Y esque yo...

A veces me escondo... ¡Otras salgo aguerrida!

14.5.12

Soledad

Mi cuerpo se subleva a tus dóciles caricias, se sobrecoge,
se sobrecoge ante tus insolentes yemas rozando cada uno de los más escondidos rincones de mi cuerpo,
tenues silencios que alteran hasta el más débil de mis sentidos,
amante incondicional; siempre tan presente como los poros de mi piel.

Te siento, me excito,
me hago tuya en cada uno de los suspiros que provocas anexionados a los consecutivos golpes de las manecillas de un reloj perdido y sobrecogido por el fulgor que desprendes.

Me seduces, me aferras, me llevas a un estado absoluto de sumisión...
Lo confieso, soy tuya, te amo de una forma verdadera e ingenua como sólo un niño puede amar.




¿Quién más que tú me cobijó cuando derramaron ríos de mis pestañas? ¿Quién me acarició en las noches de destierro? ¿Quién me amparó ante el miedo?
¿Quién alzó mis rocas caídas cuando mi montaña se derrumbaba? ¿Quién se ilusionó conmigo más que tú? ¿Quién me sacó sonrisas como un sacacorchos abre una botella?

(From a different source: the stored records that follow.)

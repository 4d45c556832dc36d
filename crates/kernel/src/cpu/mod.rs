//! Per-core execution state and the context-switch primitive.
//!
//! This module owns what runs on each core:
//! 1. **Core State:** The per-core mutable state block (current thread,
//!    hardware flags, live registers, TLB, ASID allocator, statistics).
//! 2. **Threads:** Thread records with their privileged stacks.
//! 3. **Context Switch:** The save/restore primitive transferring a core
//!    between threads.

/// Per-core state block.
pub mod core_state;

/// The context-switch primitive.
pub mod switch;

/// Threads and the thread table.
pub mod thread;

pub use core_state::CoreState;
pub use switch::{switch_context, SwitchError};
pub use thread::{Thread, ThreadId, ThreadTable, NO_THREAD};
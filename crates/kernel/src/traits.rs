//! Collaborator traits for external subsystems.
//!
//! This module defines the narrow contracts through which the dispatcher talks
//! to the rest of the kernel. It provides:
//! 1. **Fault Resolution:** The generic VM collaborator servicing slow-path faults.
//! 2. **Clock Events:** The timer-callback subsystem run on every tick.
//! 3. **IRQ Dispatch:** The generic interrupt layer devices register with.
//! 4. **Interrupt Controller:** Acknowledge and doorbell primitives.
//! 5. **Boot I/O:** The bootstrap hypercall channel used before general I/O exists.
//!
//! The scheduler has no trait here on purpose: the dispatcher never selects a
//! thread itself, it only executes the context-switch call it is handed, with
//! explicit prev/next identities as arguments.

use crate::common::VirtAddr;
use crate::trap::cause::TrapCause;

/// What the VM collaborator did with a delegated fault.
#[derive(Clone, Copy, Debug, PartialEq, Eq)]
pub enum FaultResolution {
    /// A backing page was established; the trapped context can retry.
    Resolved,
    /// The fault was resolved against the faulting thread (it will be
    /// terminated or signaled); the trapped context must not retry.
    ResolvedFatal,
    /// Resolution was handed further up (e.g. blocked on I/O); the trapped
    /// context stays suspended.
    Deferred,
}

/// Generic virtual-memory fault handler.
///
/// Called only from the slow path, after the fill engine has either missed or
/// refused. Expected to use the host VM subsystem's page-table and VMA
/// abstractions; its internals are outside this crate.
pub trait FaultResolver {
    /// Resolves one fault at `addr` caused by `cause`.
    fn resolve_fault(&mut self, addr: VirtAddr, cause: TrapCause) -> FaultResolution;
}

/// Clock-event subsystem entry point.
pub trait ClockEvents {
    /// Runs the expired timer callbacks for `core`.
    ///
    /// Returns `true` if the callbacks left reschedule work pending.
    fn timer_tick(&mut self, core: usize) -> bool;
}

/// Generic interrupt dispatch layer.
pub trait IrqDispatch {
    /// Delivers one acknowledged interrupt source to its registered handler.
    ///
    /// Returns `true` if handling left reschedule work pending.
    fn dispatch(&mut self, core: usize, src: u32) -> bool;
}

/// Result of an interrupt-controller acknowledge.
#[derive(Clone, Copy, Debug, PartialEq, Eq)]
pub enum AckOutcome {
    /// A device interrupt from the given source id.
    Source(u32),
    /// An inter-core doorbell; the pending-signal mailbox must be drained.
    InterCore,
    /// Nothing pending.
    NoSource,
}

/// Result of ringing a remote core's doorbell.
#[derive(Clone, Copy, Debug, PartialEq, Eq)]
pub enum DoorbellOutcome {
    /// The doorbell was accepted by the given destination.
    Delivered(usize),
    /// The destination exists but cannot take the doorbell yet; retry.
    NotReady,
    /// The destination does not exist; hard failure.
    Invalid,
}

/// The interrupt-controller primitives.
pub trait InterruptController {
    /// Claims the highest-priority pending interrupt for `core`.
    ///
    /// `enable` re-enables the claimed source after the acknowledge, the way
    /// a level-triggered controller re-arms a line.
    fn acknowledge(&mut self, core: usize, enable: bool) -> AckOutcome;

    /// Rings the doorbell of `dest`.
    fn target(&mut self, dest: usize) -> DoorbellOutcome;
}

/// The boot I/O channel behind the bootstrap hypercalls.
///
/// A narrow, temporary surface for kernel startup code only; it is not a
/// general I/O ABI and is never reachable from unprivileged code.
pub trait BootIo {
    /// Reads up to `len` bytes into guest memory at `addr`; returns the count
    /// read, or a negative errno as `u32`.
    fn read(&mut self, fd: u32, addr: u32, len: u32) -> u32;

    /// Writes `len` bytes from guest memory at `addr`; returns the count
    /// written, or a negative errno as `u32`.
    fn write(&mut self, fd: u32, addr: u32, len: u32) -> u32;

    /// Repositions the channel offset; returns the new offset, or a negative
    /// errno as `u32`.
    fn seek(&mut self, fd: u32, offset: u32, whence: u32) -> u32;

    /// Terminates the machine with the given exit code.
    fn exit(&mut self, code: u32);
}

Ligeros soplidos recorren mi delicado cuello cuando me haces merecedora de revivir memorias,
me ofreces el tierno manjar de las más inconfesables sonrisas.


Te sientas a mi lado cuando mi necesidad de silencio y reflexión lo requieren,
siempre apollando mis más duras decisiones, me miras como nadie jamás me ha mirado.
Observas; observas expectante como las emociones me invaden en el pasar de unas delicadas hojas de libros,
cómo mis pupilas se contraen y dilatan viendo cine
o como mi cuerpo tumbado y mis facciones de la cara mutan con una simple melodía.


Lo confieso, soy tuya...  Disfruto de ti cada milésima de segundo que te tengo.
Lo confieso... te amo soledad. Amo tus pequeñeces y sobretodo tu fiel manera de comprenderme.